Both the earthquake and the pipeline stories have troubled my soul this weekend.  We live in a time of unprecedented global change.  Progress has come to us through lightening expansion, rapid production, and even faster consumption.  Humanity’s thirst for progress brought about the Reformation, Renaissance, Industrial Revolution, Technological Revolution, and Globalization.  None of these are bad per say, but our progress has developed some unintended consequences, consequences we must be honest about and willing to address.  Progress has brought about greater needs for a greater number of people.  Progress has, in the words of Thomas Friedman, made the world “Hot, Flat, and Crowded.”  

 

Therefore, we need to be reminded the world is God’s creation and He has given us the responsibility to take care of it.  The world does not spin around our egocentric existence, but rotates by the Spirit of God interacting with this created ecosystem that was masterfully designed and brilliantly woven.  German theologian Jürgen Moltmann helps describe the problem in his book, “Ethics of Hope,”

 

“Yet the biosphere of the blue planet earth is our limited space for living.
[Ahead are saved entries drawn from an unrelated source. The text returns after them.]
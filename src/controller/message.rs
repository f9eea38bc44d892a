//! 消息协议
//! 控制器与遮罩/设置页之间的四种消息，以及以会话为作用域的双向通道端点

use std::fmt;
use std::str::FromStr;

use serde::{Deserialize, Serialize};
use tokio::sync::{mpsc, oneshot};

use crate::detector::SessionId;
use crate::error::{AcResult, AutoCloseError};
use crate::rule::RuleRecord;

/// 消息类型标签（线上格式）
#[derive(Debug, Clone, Copy, PartialEq, Eq, Hash, Serialize, Deserialize)]
#[serde(rename_all = "kebab-case")]
pub enum MessageKind {
    OpenSettings,
    GetDefaults,
    CloseNow,
    Cancel,
}

impl MessageKind {
    pub fn as_str(self) -> &'static str {
        match self {
            MessageKind::OpenSettings => "open-settings",
            MessageKind::GetDefaults => "get-defaults",
            MessageKind::CloseNow => "close-now",
            MessageKind::Cancel => "cancel",
        }
    }
}

impl fmt::Display for MessageKind {
    fn fmt(&self, f: &mut fmt::Formatter<'_>) -> fmt::Result {
        f.write_str(self.as_str())
    }
}

impl FromStr for MessageKind {
    type Err = AutoCloseError;

    fn from_str(s: &str) -> Result<Self, Self::Err> {
        match s {
            "open-settings" => Ok(MessageKind::OpenSettings),
            "get-defaults" => Ok(MessageKind::GetDefaults),
            "close-now" => Ok(MessageKind::CloseNow),
            "cancel" => Ok(MessageKind::Cancel),
            other => Err(AutoCloseError::InvalidInput(format!("未知的消息类型：{}", other))),
        }
    }
}

/// 入站消息
#[derive(Debug)]
pub enum Message {
    /// 打开设置页
    OpenSettings,
    /// 请求内置默认规则
    GetDefaults { reply: oneshot::Sender<Vec<RuleRecord>> },
    /// 倒计时结束，立即关闭
    CloseNow,
    /// 用户取消
    Cancel,
}

impl Message {
    pub fn kind(&self) -> MessageKind {
        match self {
            Message::OpenSettings => MessageKind::OpenSettings,
            Message::GetDefaults { .. } => MessageKind::GetDefaults,
            Message::CloseNow => MessageKind::CloseNow,
            Message::Cancel => MessageKind::Cancel,
        }
    }
}

/// 带来源的消息，来源为空表示来自设置页等非会话上下文
#[derive(Debug)]
pub struct Envelope {
    pub session: Option<SessionId>,
    pub message: Message,
}

/// 会话侧的消息端口（会话 -> 控制器）
#[derive(Debug, Clone)]
pub struct OverlayPort {
    session: SessionId,
    tx: mpsc::UnboundedSender<Envelope>,
}

impl OverlayPort {
    pub(crate) fn new(session: SessionId, tx: mpsc::UnboundedSender<Envelope>) -> Self {
        Self { session, tx }
    }

    pub fn session(&self) -> SessionId {
        self.session
    }

    pub fn send(&self, message: Message) -> AcResult<()> {
        let kind = message.kind();
        self.tx
            .send(Envelope {
                session: Some(self.session),
                message,
            })
            .map_err(|_| AutoCloseError::ChannelClosed(format!("{} 发送失败，控制器已退出", kind)))
    }
}

/// 设置页侧的控制句柄
#[derive(Debug, Clone)]
pub struct ControlHandle {
    tx: mpsc::UnboundedSender<Envelope>,
}

impl ControlHandle {
    pub(crate) fn new(tx: mpsc::UnboundedSender<Envelope>) -> Self {
        Self { tx }
    }

    fn send(&self, message: Message) -> AcResult<()> {
        let kind = message.kind();
        self.tx
            .send(Envelope { session: None, message })
            .map_err(|_| AutoCloseError::ChannelClosed(format!("{} 发送失败，控制器已退出", kind)))
    }

    /// 请求内置默认规则（请求/响应）
    pub async fn get_defaults(&self) -> AcResult<Vec<RuleRecord>> {
        let (reply, rx) = oneshot::channel();
        self.send(Message::GetDefaults { reply })?;
        rx.await
            .map_err(|_| AutoCloseError::ChannelClosed("get-defaults 未收到回复".to_string()))
    }

    pub fn open_settings(&self) -> AcResult<()> {
        self.send(Message::OpenSettings)
    }
}
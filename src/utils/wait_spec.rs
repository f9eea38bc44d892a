//! 等待时间解析工具
//! 语法：可选的十进制数字 + 可选的单位 `s`/`ms`，其后的字符一律忽略
//! 只有数字时单位默认为秒，只有单位时数值默认为 1，两者皆无视为无效

use std::fmt;
use std::time::Duration;

use once_cell::sync::Lazy;
use regex::Regex;
use tracing::debug;

static WAIT_SPEC_REGEX: Lazy<Regex> = Lazy::new(|| {
    Regex::new(r"^([0-9]+)? *(ms|s)?").unwrap()
});

/// 兜底等待时间（默认值本身也无法解析时使用）
const FALLBACK_WAIT: Duration = Duration::from_secs(10);

/// 时间单位
#[derive(Debug, Clone, Copy, PartialEq, Eq)]
pub enum WaitUnit {
    Seconds,
    Millis,
}

/// 解析后的等待时间
#[derive(Debug, Clone, Copy, PartialEq, Eq)]
pub struct WaitSpec {
    pub amount: u64,
    pub unit: WaitUnit,
}

impl WaitSpec {
    /// 解析 wait-spec，不符合语法时返回 None（调用方改用默认值）
    pub fn parse(spec: &str) -> Option<Self> {
        let lowered = spec.trim().to_lowercase();
        let captures = WAIT_SPEC_REGEX.captures(&lowered)?;
        let digits = captures.get(1).map(|m| m.as_str());
        let unit = captures.get(2).map(|m| m.as_str());

        if digits.is_none() && unit.is_none() {
            return None;
        }

        let amount = match digits {
            Some(d) => d.parse().ok()?,
            None => 1,
        };
        let unit = match unit {
            Some("ms") => WaitUnit::Millis,
            _ => WaitUnit::Seconds,
        };
        Some(Self { amount, unit })
    }

    /// 规范化为 `<数值><单位>` 形式，如 ` 5 MS` -> `5ms`
    pub fn normalize(spec: &str) -> Option<String> {
        Self::parse(spec).map(|w| w.to_string())
    }

    pub fn duration(&self) -> Duration {
        match self.unit {
            WaitUnit::Seconds => Duration::from_secs(self.amount),
            WaitUnit::Millis => Duration::from_millis(self.amount),
        }
    }

    /// 依次尝试规则自带的等待时间、默认值，最后使用内置兜底值
    pub fn resolve(spec: Option<&str>, default: &str) -> Duration {
        if let Some(wait) = spec.and_then(Self::parse) {
            return wait.duration();
        }
        if let Some(raw) = spec {
            debug!(wait = raw, "等待时间无法解析，改用默认值 {}", default);
        }
        Self::parse(default)
            .map(|w| w.duration())
            .unwrap_or(FALLBACK_WAIT)
    }
}

impl fmt::Display for WaitSpec {
    fn fmt(&self, f: &mut fmt::Formatter<'_>) -> fmt::Result {
        let unit = match self.unit {
            WaitUnit::Seconds => "s",
            WaitUnit::Millis => "ms",
        };
        write!(f, "{}{}", self.amount, unit)
    }
}
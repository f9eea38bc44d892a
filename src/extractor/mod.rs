//! 提取模块：从页面HTML中提取可见文本
pub mod text_extractor;

pub use self::text_extractor::TextExtractor;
A human civilization that spans the world and is based on growth and consumption has long since arrived at these limits and is beginning permanently to destroy the living conditions of this living space in the earth’s organism. Year after year, animal and plant species are becoming extinct; atmospheric pollution is destroying the ozone layer and raising the climatic temperature; the polar ice caps are melting; the water level of the oceans is rising; the deserts are spreading, and storms and hurricanes are on the increase. We know all this, or we can know it, but it is as if we were paralyzed, changing neither our economic growth ideology nor our private and public way of life. We are not acting on what we know” (Moltmann, 131-132).

 

Moltmann continues with a very dire warning for a humanity that has been charged as caretakers of God’s creation,

 

“If Darwin is right and human beings and apes have a common ancestry, this means the end of the human being’s godlike position. As the Bible says, he is formed of the earth and can fulfill his specific human tasks only within the community of creation. Since we have come to realize that it is the religious-scientific anthropocentricism of modern times which has brought us to the present ecological crisis of nature and human civilization, we no longer see Darwin’s evolutionary theory as an attack on Christian anthropology, but begin to understand that the human being belongs to the same family as other living things on this fruitful earth. That is ultimately also the substance of the covenant with Noah, with which creation begins afresh after the Flood. It is a covenant ‘with you and your descendants after you, and with every living creature’ (Gen. 9.9–10). So all living creatures are God’s covenant partners and our covenant partners too” (Moltmann, 324).

 

One earthquake and one confrontation between an oil company and Native Americans might not seem like a lot, but over time these incidents have accumulated to reveal a severe problem that humanity must now address.  From a theocentric vantage point, it appears God’s creation is at war with itself.  While humanity has thought itself to be the “Big Dog on The Rock” for all this time, we might just discover that “The Rock” is stronger and more durable than we ever imagined.  If threatened, the earth might just fight back (i.e., stronger earthquakes, more powerful hurricanes, flooding rains, and bone dry droughts).  As a follower of Jesus, I can no longer stand silent.  The time for humanity to explore alternate clean energy resources is upon us.  We have the best and brightest in the energy world (this includes in the oil and gas industry as well), so for the sake of God, the Creator of us all, let’s roll up our sleeves and get to work making His planet healthy again.